There are six distinct lexicographic orders on $\mathbb{N}^3$; one for each permutation of $\{1,2,3\}$. We will let $\leq_{(a,b,c)}$ denote the lexicographic order which looks at the $a$ coordinate first, then $b$, then $c$. Let $\leq$ denote the grevlex order (with respect to the identity permutation of the indices).
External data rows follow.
//! Cancellable one-shot tasks on a simulated millisecond clock.
//!
//! Tasks never fire on their own: the owner advances the clock and pops
//! what is due. Tasks due at the same instant pop in scheduling order.

use std::collections::BTreeMap;

use rn_core::{IdAlloc, TaskId};

#[derive(Debug, Clone)]
pub struct Scheduler<T> {
    now_ms: u64,
    ids: IdAlloc,
    queue: BTreeMap<(u64, TaskId), T>,
    due: BTreeMap<TaskId, u64>,
}

impl<T> Default for Scheduler<T> {
    fn default() -> Self {
        Self {
            now_ms: 0,
            ids: IdAlloc::new(),
            queue: BTreeMap::new(),
            due: BTreeMap::new(),
        }
    }
}

impl<T> Scheduler<T> {
    pub fn new() -> Self {
        Self::default()
    }

    /// Current simulated time.
    pub fn now_ms(&self) -> u64 {
        self.now_ms
    }

    /// Run `task` once `delay_ms` has elapsed. Zero delay is due at once.
    pub fn schedule(&mut self, delay_ms: u64, task: T) -> TaskId {
        let id = self.ids.next_id();
        let at = self.now_ms.saturating_add(delay_ms);
        self.queue.insert((at, id), task);
        self.due.insert(id, at);
        id
    }

    /// Drop a pending task. Returns it if it had not fired yet.
    pub fn cancel(&mut self, id: TaskId) -> Option<T> {
        let at = self.due.remove(&id)?;
        self.queue.remove(&(at, id))
    }

    pub fn is_pending(&self, id: TaskId) -> bool {
        self.due.contains_key(&id)
    }

    /// Time the earliest pending task is due.
    pub fn next_due(&self) -> Option<u64> {
        self.queue.keys().next().map(|(at, _)| *at)
    }

    /// Remove and return the earliest task due by now.
    pub fn pop_due(&mut self) -> Option<(TaskId, T)> {
        let (&(at, id), _) = self.queue.iter().next()?;
        if at > self.now_ms {
            return None;
        }
        self.due.remove(&id);
        self.queue.remove(&(at, id)).map(|task| (id, task))
    }

    /// Move the clock forward. Time never runs backwards.
    pub fn advance_to(&mut self, at_ms: u64) {
        assert!(at_ms >= self.now_ms, "scheduler clock moved backwards");
        self.now_ms = at_ms;
    }

    pub fn len(&self) -> usize {
        self.queue.len()
    }

    pub fn is_empty(&self) -> bool {
        self.queue.is_empty()
    }
}
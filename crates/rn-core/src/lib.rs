//! rn-core: stable foundation for relaynet.
//!
//! Contains:
//! - ids (stable compact IDs for nodes, cables, circuits, relays)
//! - types (poles, sides, contact and circuit kinds, cable power)
//! - error (shared error types)

pub mod error;
pub mod ids;
pub mod types;

// Re-exports: nice ergonomics for downstream crates
pub use error::{RnError, RnResult};
pub use ids::*;
pub use types::*;
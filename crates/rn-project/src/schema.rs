//! Panel document schema.

use rn_circuit::EngineConfig;
use rn_core::{CableMode, Pole};
use serde::{Deserialize, Serialize};

pub const LATEST_VERSION: u32 = 1;

#[derive(Debug, Clone, Serialize, Deserialize, PartialEq)]
pub struct PanelDoc {
    pub version: u32,
    pub name: String,
    #[serde(default)]
    pub engine: EngineConfig,
    #[serde(default)]
    pub relays: Vec<RelayDef>,
    #[serde(default)]
    pub buttons: Vec<ButtonDef>,
    #[serde(default)]
    pub nodes: Vec<NodeDef>,
    #[serde(default)]
    pub cables: Vec<CableDef>,
}

impl PanelDoc {
    pub fn new(name: impl Into<String>) -> Self {
        Self {
            version: LATEST_VERSION,
            name: name.into(),
            engine: EngineConfig::default(),
            relays: Vec::new(),
            buttons: Vec::new(),
            nodes: Vec::new(),
            cables: Vec::new(),
        }
    }
}

#[derive(Debug, Clone, Serialize, Deserialize, PartialEq)]
pub struct RelayDef {
    pub id: String,
    pub name: String,
    #[serde(default)]
    pub normally_up: bool,
}

#[derive(Debug, Clone, Serialize, Deserialize, PartialEq)]
pub struct ButtonDef {
    pub id: String,
    pub name: String,
    #[serde(default)]
    pub state: ButtonStateDef,
}

#[derive(Debug, Clone, Copy, Serialize, Deserialize, PartialEq, Eq, Default)]
#[serde(rename_all = "snake_case")]
pub enum ButtonStateDef {
    #[default]
    Normal,
    Pressed,
    Extracted,
}

#[derive(Debug, Clone, Serialize, Deserialize, PartialEq)]
pub struct NodeDef {
    pub id: String,
    pub name: String,
    pub kind: NodeKindDef,
}

#[derive(Debug, Clone, Serialize, Deserialize, PartialEq)]
#[serde(tag = "type", rename_all = "snake_case")]
pub enum NodeKindDef {
    PowerSource {
        #[serde(default)]
        enabled: bool,
    },
    Switch {
        #[serde(default)]
        on: bool,
    },
    Junction {
        #[serde(default, skip_serializing_if = "Option::is_none")]
        disabled_contact: Option<usize>,
    },
    RelayContact {
        #[serde(default, skip_serializing_if = "Option::is_none")]
        relay: Option<String>,
        #[serde(default)]
        swap: bool,
        #[serde(default)]
        flip: bool,
        #[serde(default = "default_central_connector")]
        central_connector: bool,
    },
    ButtonContact {
        #[serde(default, skip_serializing_if = "Option::is_none")]
        button: Option<String>,
        #[serde(default)]
        swap: bool,
        #[serde(default)]
        flip: bool,
        #[serde(default = "default_central_connector")]
        central_connector: bool,
        #[serde(default)]
        table: ButtonTableDef,
    },
    RelayCoil {
        #[serde(default, skip_serializing_if = "Option::is_none")]
        relay: Option<String>,
        #[serde(default)]
        relay_type: CoilTypeDef,
        #[serde(default)]
        second_contact: bool,
        #[serde(default)]
        delay_up_ms: u64,
        #[serde(default)]
        delay_down_ms: u64,
    },
}

impl NodeKindDef {
    /// Number of contacts a node of this kind exposes.
    pub fn contact_count(&self) -> usize {
        match self {
            NodeKindDef::PowerSource { .. } => 1,
            NodeKindDef::Switch { .. } | NodeKindDef::RelayCoil { .. } => 2,
            NodeKindDef::RelayContact { .. } | NodeKindDef::ButtonContact { .. } => 3,
            NodeKindDef::Junction { .. } => 4,
        }
    }

    /// Whether a cable may bind `contact` under this configuration.
    pub fn is_contact_usable(&self, contact: usize) -> bool {
        match self {
            NodeKindDef::Junction { disabled_contact } => *disabled_contact != Some(contact),
            NodeKindDef::RelayCoil { second_contact, .. } => contact == 0 || *second_contact,
            NodeKindDef::RelayContact {
                central_connector, ..
            }
            | NodeKindDef::ButtonContact {
                central_connector, ..
            } => contact != 1 || *central_connector,
            _ => true,
        }
    }

    pub fn is_deviator(&self) -> bool {
        matches!(
            self,
            NodeKindDef::RelayContact { .. } | NodeKindDef::ButtonContact { .. }
        )
    }
}

fn default_central_connector() -> bool {
    true
}

/// Up/down contact state per button state (normal, pressed, extracted).
#[derive(Debug, Clone, Copy, Serialize, Deserialize, PartialEq, Eq, Default)]
pub struct ButtonTableDef {
    #[serde(default)]
    pub up: [bool; 3],
    #[serde(default)]
    pub down: [bool; 3],
}

#[derive(Debug, Clone, Copy, Serialize, Deserialize, PartialEq, Eq, Default)]
#[serde(rename_all = "snake_case")]
pub enum CoilTypeDef {
    #[default]
    Normal,
    Polarized,
    PolarizedInverted,
}

#[derive(Debug, Clone, Serialize, Deserialize, PartialEq)]
pub struct CableDef {
    pub id: String,
    #[serde(default)]
    pub mode: CableMode,
    #[serde(default, skip_serializing_if = "Option::is_none")]
    pub a: Option<CableEndDef>,
    #[serde(default, skip_serializing_if = "Option::is_none")]
    pub b: Option<CableEndDef>,
}

#[derive(Debug, Clone, Serialize, Deserialize, PartialEq)]
pub struct CableEndDef {
    pub node: String,
    pub contact: usize,
    #[serde(default = "both_poles")]
    pub poles: Vec<Pole>,
    #[serde(default, skip_serializing_if = "Vec::is_empty")]
    pub passthrough: Vec<Pole>,
}

fn both_poles() -> Vec<Pole> {
    Pole::BOTH.to_vec()
}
Note that $(1,1,0) > (0,1,1)$. However, $(0,1,1) >_{3,1,2}, >_{3,2,1} (1,1,0)$. Similarly, $(2,0,0) > (0,1,1)$ but $(0,1,1) >_{2,1,3}, >_{2,3,1} (2,0,0)$, and $(0,2,0) > (1,0,1)$ while $(1,0,1) >_{1,2,3}, >_{1,3,2} (0,2,0)$. So the grevlex order on $\mathbb{N}^3$ is not the grading of any lexicographic order.

Finally, let $\leq$ denote the grevlex order on $F[x,y,z]$ with respect to $x > y > z$ and note the following.

• $xy^2z > x^2z^2$ since the total degrees are the same and $\mathsf{deg}(z) = 1 < 2 = \mathsf{deg}(z^2)$.
• $x^2z^2 > y^2z^2$ since the total degrees are the same, the $z$-degrees agree, and the $y$-degree on the left is zero and on the right is 2.
• $y^2z^2 > yz^2$ since the total degree on the left is 4 while on the right is 3.
• $yz^2 > xy$ since the total degree on the left is 3 while on the right is 2.
• $xy > y^2$ since the total degrees are the same, the $z$-degrees are the same, and the $y$ degree is smaller on the left.
• $y^2 > xz$ since the total degrees are the same and the $z$-degree is smaller on the left.
• $xz > z^2$ since the total degrees are the same and the $z$-degree is smaller on the left.
• $z^2 > x$ since the total degree is larger on the left.
• $x > y$ since the total degrees are the same, the $z$-degrees are the same, and the $y$ degree is smaller on the left.